Actors in Policy Formulation and Two (2) Actors in Policy Implementation.
QUESTION: EXPLAIN ANY TWO (2) ACTORS IN POLICY FORMULATION AND TWO (2) ACTORS IN POLICY IMPLEMENTATION.
DEFINITION OF POLICY
Public policy defined by Brooks as the broad framework of ideas and values in which decisions are made and action or inaction is pursued by governments in relation to some issues or problems. It means the government has power to come out with certain policy and decision or silent in certain conditions. For example, for the sake of welfare, the government comes out with policy to build low cost housing so that all people can afford to own a house. Another example of inaction by government is in the issue of giving free education. Dye(1972) defined public policy as whatever governments choose to do or not to do.

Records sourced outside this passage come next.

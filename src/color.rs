use serde::{Deserialize, Serialize};

#[derive(Debug, Clone, Copy, PartialEq, Eq, Hash, Serialize, Deserialize)]
pub enum Color {
    White,
    Blue,
    Black,
    Red,
    Green,
}

impl Color {
    pub const ALL: [Color; 5] = [
        Color::White,
        Color::Blue,
        Color::Black,
        Color::Red,
        Color::Green,
    ];

    /// Parses a single-letter color symbol as used by upstream card data.
    pub fn from_symbol(symbol: &str) -> Option<Color> {
        match symbol.trim() {
            "W" | "w" => Some(Color::White),
            "U" | "u" => Some(Color::Blue),
            "B" | "b" => Some(Color::Black),
            "R" | "r" => Some(Color::Red),
            "G" | "g" => Some(Color::Green),
            _ => None,
        }
    }

    pub fn symbol(self) -> &'static str {
        match self {
            Color::White => "W",
            Color::Blue => "U",
            Color::Black => "B",
            Color::Red => "R",
            Color::Green => "G",
        }
    }
}

/// A set of colors represented as bitflags.
///
/// Iteration order is always WUBRG, so derived output is deterministic.
#[derive(Debug, Clone, Copy, PartialEq, Eq, Hash, Default)]
pub struct ColorSet(u8);

impl ColorSet {
    pub const COLORLESS: Self = Self(0);

    pub const fn new() -> Self {
        Self(0)
    }

    const fn bit(color: Color) -> u8 {
        match color {
            Color::White => 1 << 0,
            Color::Blue => 1 << 1,
            Color::Black => 1 << 2,
            Color::Red => 1 << 3,
            Color::Green => 1 << 4,
        }
    }

    /// Builds a set from upstream symbol strings, ignoring anything unknown.
    pub fn from_symbols<S: AsRef<str>>(symbols: &[S]) -> Self {
        let mut set = Self::COLORLESS;
        for symbol in symbols {
            if let Some(color) = Color::from_symbol(symbol.as_ref()) {
                set = set.with(color);
            }
        }
        set
    }

    pub const fn with(self, color: Color) -> Self {
        Self(self.0 | Self::bit(color))
    }

    pub const fn contains(self, color: Color) -> bool {
        self.0 & Self::bit(color) != 0
    }

    pub const fn is_empty(self) -> bool {
        self.0 == 0
    }

    pub fn count(self) -> u32 {
        self.0.count_ones()
    }

    /// Colors in WUBRG order.
    pub fn colors(self) -> Vec<Color> {
        Color::ALL
            .into_iter()
            .filter(|color| self.contains(*color))
            .collect()
    }

    /// Symbol strings in WUBRG order, the form used in the IR document.
    pub fn symbols(self) -> Vec<String> {
        self.colors()
            .into_iter()
            .map(|color| color.symbol().to_string())
            .collect()
    }
}

#[cfg(test)]
mod tests {
    use super::*;

    #[test]
    fn from_symbols_ignores_unknown_entries() {
        let set = ColorSet::from_symbols(&["R", "G", "Q", ""]);
        assert!(set.contains(Color::Red));
        assert!(set.contains(Color::Green));
        assert_eq!(set.count(), 2);
    }

    #[test]
    fn symbols_are_wubrg_ordered() {
        let set = ColorSet::from_symbols(&["G", "W", "B"]);
        assert_eq!(set.symbols(), vec!["W", "B", "G"]);
    }
}
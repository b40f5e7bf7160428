use tracing::info;
use tracing_subscriber::{layer::SubscriberExt, util::SubscriberInitExt};

use share_store::{
    config::{Config, LogFormat},
    Database,
};

/// Dumps every share with its files as JSON lines on stdout.
fn main() -> anyhow::Result<()> {
    let config = Config::load()?;

    // Initialize tracing
    let env_filter =
        tracing_subscriber::EnvFilter::try_from_default_env().unwrap_or_else(|_| "info".into());

    match config.log_format {
        LogFormat::Gcp => {
            tracing_subscriber::registry()
                .with(env_filter)
                .with(tracing_stackdriver::layer().with_writer(std::io::stderr))
                .init();
        }
        LogFormat::Json => {
            tracing_subscriber::registry()
                .with(env_filter)
                .with(
                    tracing_subscriber::fmt::layer()
                        .json()
                        .with_target(true)
                        .with_span_list(false)
                        .with_writer(std::io::stderr),
                )
                .init();
        }
        LogFormat::Pretty => {
            tracing_subscriber::registry()
                .with(env_filter)
                .with(tracing_subscriber::fmt::layer().with_writer(std::io::stderr))
                .init();
        }
    }

    info!(version = env!("CARGO_PKG_VERSION"), "share-store starting");

    let db = Database::open(&config.data_dir)?;
    info!("Database opened at: {}", config.data_dir);

    let now = chrono::Utc::now();
    let shares = db.get_all_shares()?;
    let mut expired = 0usize;

    for share in &shares {
        let files = db.get_shared_files(share.id)?;
        let is_expired = share.is_expired(now);
        if is_expired {
            expired += 1;
        }
        let line = serde_json::json!({
            "share": share,
            "files": files,
            "expired": is_expired,
        });
        println!("{line}");
    }

    info!(shares = shares.len(), expired, "Inspection complete");
    Ok(())
}
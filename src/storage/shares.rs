use chrono::{DateTime, Utc};
use redb::ReadableTable;

use super::db::{next_sequence, Database, DatabaseError};
use super::models::{decode_share, encode_share, NewShare, Share, ShareId};
use super::tables::*;

impl Database {
    // ========================================================================
    // Share operations
    // ========================================================================

    /// Create a share and return its newly allocated id.
    ///
    /// Id allocation and the record insert commit in one write transaction, and redb
    /// runs write transactions one at a time, so concurrent callers always get
    /// distinct, increasing ids and never observe a record without its id.
    ///
    /// `username` must be non-empty; otherwise [`DatabaseError::MissingUsername`] is
    /// returned before any id is allocated.
    pub fn create_share(&self, new: &NewShare) -> Result<ShareId, DatabaseError> {
        if new.username.is_empty() {
            return Err(DatabaseError::MissingUsername);
        }

        let write_txn = self.begin_write()?;
        let id = next_sequence(&write_txn, SHARE_SEQUENCE)?;
        {
            let mut table = write_txn.open_table(SHARES)?;
            let data = encode_share(&Share::from_new(id, new))?;
            table.insert(id, data.as_slice())?;
        }
        write_txn.commit()?;

        tracing::debug!(share_id = id, username = %new.username, "share created");
        Ok(id)
    }

    /// Get a share by its id
    pub fn get_share(&self, id: ShareId) -> Result<Option<Share>, DatabaseError> {
        let read_txn = self.begin_read()?;
        let table = read_txn.open_table(SHARES)?;

        match table.get(id)? {
            Some(data) => Ok(Some(decode_share(data.value())?)),
            None => Ok(None),
        }
    }

    /// Get the lowest-id share with the given public name
    pub fn get_share_by_name(&self, name: &str) -> Result<Option<Share>, DatabaseError> {
        let read_txn = self.begin_read()?;
        let table = read_txn.open_table(SHARES)?;

        for result in table.iter()? {
            let (_, value) = result?;
            let share = decode_share(value.value())?;
            if share.name.as_deref() == Some(name) {
                return Ok(Some(share));
            }
        }

        Ok(None)
    }

    /// Get all shares. Order is storage-defined.
    pub fn get_all_shares(&self) -> Result<Vec<Share>, DatabaseError> {
        let read_txn = self.begin_read()?;
        let table = read_txn.open_table(SHARES)?;

        let mut shares = Vec::new();
        for result in table.iter()? {
            let (_, value) = result?;
            shares.push(decode_share(value.value())?);
        }

        Ok(shares)
    }

    /// Shares whose expiry is at or before `now`
    pub fn get_expired_shares(&self, now: DateTime<Utc>) -> Result<Vec<Share>, DatabaseError> {
        Ok(self
            .get_all_shares()?
            .into_iter()
            .filter(|share| share.is_expired(now))
            .collect())
    }

    /// Replace every mutable field of the share with `share.id`.
    ///
    /// Returns `false` without writing anything when no share has that id.
    /// `username` must be non-empty, as for [`Database::create_share`].
    pub fn update_share(&self, share: &Share) -> Result<bool, DatabaseError> {
        if share.username.is_empty() {
            return Err(DatabaseError::MissingUsername);
        }

        let write_txn = self.begin_write()?;
        let updated = {
            let mut table = write_txn.open_table(SHARES)?;
            let exists = table.get(share.id)?.is_some();
            if exists {
                let data = encode_share(share)?;
                table.insert(share.id, data.as_slice())?;
            }
            exists
        };
        write_txn.commit()?;
        Ok(updated)
    }

    /// Count a visit: set `last_visited` to `at` and bump `visit_count`.
    ///
    /// The read and write happen in one write transaction so concurrent visits are
    /// never lost. Returns the updated share, or `None` for an unknown id.
    pub fn record_visit(
        &self,
        id: ShareId,
        at: DateTime<Utc>,
    ) -> Result<Option<Share>, DatabaseError> {
        let write_txn = self.begin_write()?;

        let existing = {
            let table = write_txn.open_table(SHARES)?;
            let result = match table.get(id)? {
                Some(data) => Some(decode_share(data.value())?),
                None => None,
            };
            result
        };

        let visited = match existing {
            Some(mut share) => {
                share.last_visited = Some(at);
                share.visit_count = share.visit_count.saturating_add(1);

                let data = encode_share(&share)?;
                let mut table = write_txn.open_table(SHARES)?;
                table.insert(id, data.as_slice())?;
                Some(share)
            }
            None => None,
        };

        write_txn.commit()?;
        Ok(visited)
    }
}
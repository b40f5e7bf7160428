use redb::TableDefinition;

/// Share records: share id -> Share (msgpack)
pub const SHARES: TableDefinition<u64, &[u8]> = TableDefinition::new("shares");

/// Shared file rows: (share id, row sequence) -> path
pub const SHARE_FILES: TableDefinition<(u64, u64), &str> = TableDefinition::new("share_files");

/// Named counters: sequence name -> last allocated value
pub const SEQUENCES: TableDefinition<&str, u64> = TableDefinition::new("sequences");

pub const SHARE_SEQUENCE: &str = "share";
pub const SHARE_FILE_SEQUENCE: &str = "share_file";
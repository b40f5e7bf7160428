//! share-store - Durable storage for public share links
//!
//! This crate persists time-limited shares that expose a set of files owned by a user:
//! - Share records with atomic, never-reused id allocation
//! - Per-share file path index (duplicates preserved)
//! - Visit accounting and expiry queries for access-check and cleanup collaborators
//! - redb embedded database (ACID, MVCC, crash-safe)

pub mod config;
pub mod storage;

pub use storage::models::{NewShare, Share, ShareId};
pub use storage::{Database, DatabaseError};
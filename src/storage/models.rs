use chrono::{DateTime, Utc};
use serde::{Deserialize, Serialize};

use super::db::DatabaseError;

/// Identity of a share, allocated by the store on creation.
pub type ShareId = u64;

/// A share record stored in redb
#[derive(Debug, Clone, PartialEq, Serialize, Deserialize)]
pub struct Share {
    pub id: ShareId,
    pub username: String,
    pub created: DateTime<Utc>,
    pub visit_count: u32,

    #[serde(default)]
    pub name: Option<String>,
    #[serde(default)]
    pub description: Option<String>,
    /// `None` means the share never expires.
    #[serde(default)]
    pub expires: Option<DateTime<Utc>>,
    #[serde(default)]
    pub last_visited: Option<DateTime<Utc>>,
}

impl Share {
    /// Build the stored record for a freshly allocated id.
    pub fn from_new(id: ShareId, new: &NewShare) -> Self {
        Self {
            id,
            username: new.username.clone(),
            created: new.created,
            visit_count: new.visit_count,
            name: new.name.clone(),
            description: new.description.clone(),
            expires: new.expires,
            last_visited: new.last_visited,
        }
    }

    /// Whether the share's expiry lies at or before `now`.
    pub fn is_expired(&self, now: DateTime<Utc>) -> bool {
        self.expires.is_some_and(|expires| expires <= now)
    }
}

/// Input for creating a share: every field except the id.
#[derive(Debug, Clone, PartialEq, Serialize, Deserialize)]
pub struct NewShare {
    pub username: String,
    pub created: DateTime<Utc>,
    pub visit_count: u32,
    #[serde(default)]
    pub name: Option<String>,
    #[serde(default)]
    pub description: Option<String>,
    #[serde(default)]
    pub expires: Option<DateTime<Utc>>,
    #[serde(default)]
    pub last_visited: Option<DateTime<Utc>>,
}

impl NewShare {
    pub fn new(username: impl Into<String>, created: DateTime<Utc>) -> Self {
        Self {
            username: username.into(),
            created,
            visit_count: 0,
            name: None,
            description: None,
            expires: None,
            last_visited: None,
        }
    }
}

/// Decode a stored share row.
pub fn decode_share(bytes: &[u8]) -> Result<Share, DatabaseError> {
    Ok(rmp_serde::from_slice(bytes)?)
}

/// Encode a share for storage.
pub fn encode_share(share: &Share) -> Result<Vec<u8>, DatabaseError> {
    Ok(rmp_serde::to_vec_named(share)?)
}
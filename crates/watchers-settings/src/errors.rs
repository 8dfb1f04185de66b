//! Settings error types.

use thiserror::Error;

/// Errors that can occur when loading or validating settings.
#[derive(Debug, Error)]
pub enum SettingsError {
    /// A source could not be read or did not match the settings schema.
    #[error("failed to load settings: {0}")]
    Extract(#[from] Box<figment::Error>),
    /// A settings value was invalid (e.g., out of range).
    #[error("invalid settings value: {0}")]
    InvalidValue(String),
}

impl From<figment::Error> for SettingsError {
    fn from(err: figment::Error) -> Self {
        Self::Extract(Box::new(err))
    }
}

/// Result type for settings operations.
pub type Result<T> = std::result::Result<T, SettingsError>;
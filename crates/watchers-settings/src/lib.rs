//! # watchers-settings
//!
//! Configuration for the watchers server with layered sources.
//!
//! Precedence, lowest first: compiled defaults, JSON settings file,
//! `WATCHERS_*` environment variables, then the bare `PORT` variable.
//! CLI flags are applied on top by the binary.

#![deny(unsafe_code)]

pub mod errors;
pub mod loader;
pub mod types;

pub use errors::{Result, SettingsError};
pub use loader::{DEFAULT_SETTINGS_PATH, load_settings, load_settings_from_path};
pub use types::{BroadcastScope, BroadcastSettings, LoggingSettings, ServerSettings, WatchersSettings};
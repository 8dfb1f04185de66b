//! Settings loading with layered sources.
//!
//! Loading flow:
//! 1. Start with compiled [`WatchersSettings::default()`]
//! 2. Merge the JSON settings file, if it exists
//! 3. Merge `WATCHERS_*` environment variables (`__` separates sections,
//!    e.g. `WATCHERS_SERVER__PORT=8080`, `WATCHERS_BROADCAST__SCOPE=all`)
//! 4. Merge the bare `PORT` variable into `server.port`
//! 5. Validate

use std::path::Path;

use figment::Figment;
use figment::providers::{Env, Format, Json, Serialized};
use tracing::debug;

use crate::errors::{Result, SettingsError};
use crate::types::WatchersSettings;

/// Settings file consulted when no path is given.
pub const DEFAULT_SETTINGS_PATH: &str = "./watchers.json";

/// Load settings from [`DEFAULT_SETTINGS_PATH`] with env var overrides.
pub fn load_settings() -> Result<WatchersSettings> {
    load_settings_from_path(Path::new(DEFAULT_SETTINGS_PATH))
}

/// Load settings from a specific path with env var overrides.
///
/// A missing file is not an error; the remaining layers still apply.
/// A file with invalid JSON or mistyped values is.
pub fn load_settings_from_path(path: &Path) -> Result<WatchersSettings> {
    if path.exists() {
        debug!(?path, "loading settings from file");
    } else {
        debug!(?path, "settings file not found, using defaults");
    }

    let settings: WatchersSettings = figment(path).extract()?;
    validate(&settings)?;
    Ok(settings)
}

/// The provider stack, exposed for callers that layer CLI flags on top.
pub fn figment(path: &Path) -> Figment {
    Figment::new()
        .merge(Serialized::defaults(WatchersSettings::default()))
        .merge(Json::file(path))
        .merge(Env::prefixed("WATCHERS_").split("__"))
        .merge(Env::raw().only(&["PORT"]).map(|_| "server.port".into()))
}

/// Reject combinations the server cannot run with.
pub fn validate(settings: &WatchersSettings) -> Result<()> {
    let server = &settings.server;
    // One slot is reserved for the welcome, one takes the viewer's own update.
    if server.send_queue_capacity < 2 {
        return Err(SettingsError::InvalidValue(format!(
            "server.send_queue_capacity ({}) must be at least 2",
            server.send_queue_capacity
        )));
    }
    if server.ping_interval_secs > 0 && server.pong_timeout_secs < server.ping_interval_secs {
        return Err(SettingsError::InvalidValue(format!(
            "server.pong_timeout_secs ({}) must not be shorter than server.ping_interval_secs ({})",
            server.pong_timeout_secs, server.ping_interval_secs
        )));
    }
    Ok(())
}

In order to create a policy, there few steps to be followed. Policy formulation refers to the crafting of alternatives or options for dealing with a problem. It may also be defined as the development of policy alternatives for dealing with problem in the policy agenda. Or in other words, the development of effective and acceptable courses of action for addressing what has been placed on the agenda. For example, the policy formulator is concerned with developing a proposed course of action to reduce the number of high school dropouts or lessen the volume of federal paperwork by using electronic medium via email or using recycle or draft paper.
Who are the policy-makers? Policies are made (i.e., they are formulated) by a wide range of players called policy-makers. In most countries, public policy-makers are usually elected officials or their appointees.
Here, there are few groups or actors formulate their proposals on what they believe to be right solution to the problem such as governmental agencies, legislators, interest groups, NGOs, CBOs, the general public, Outside the countries,Specific regional and world blocks, private sector such as banks, Mass media & etc.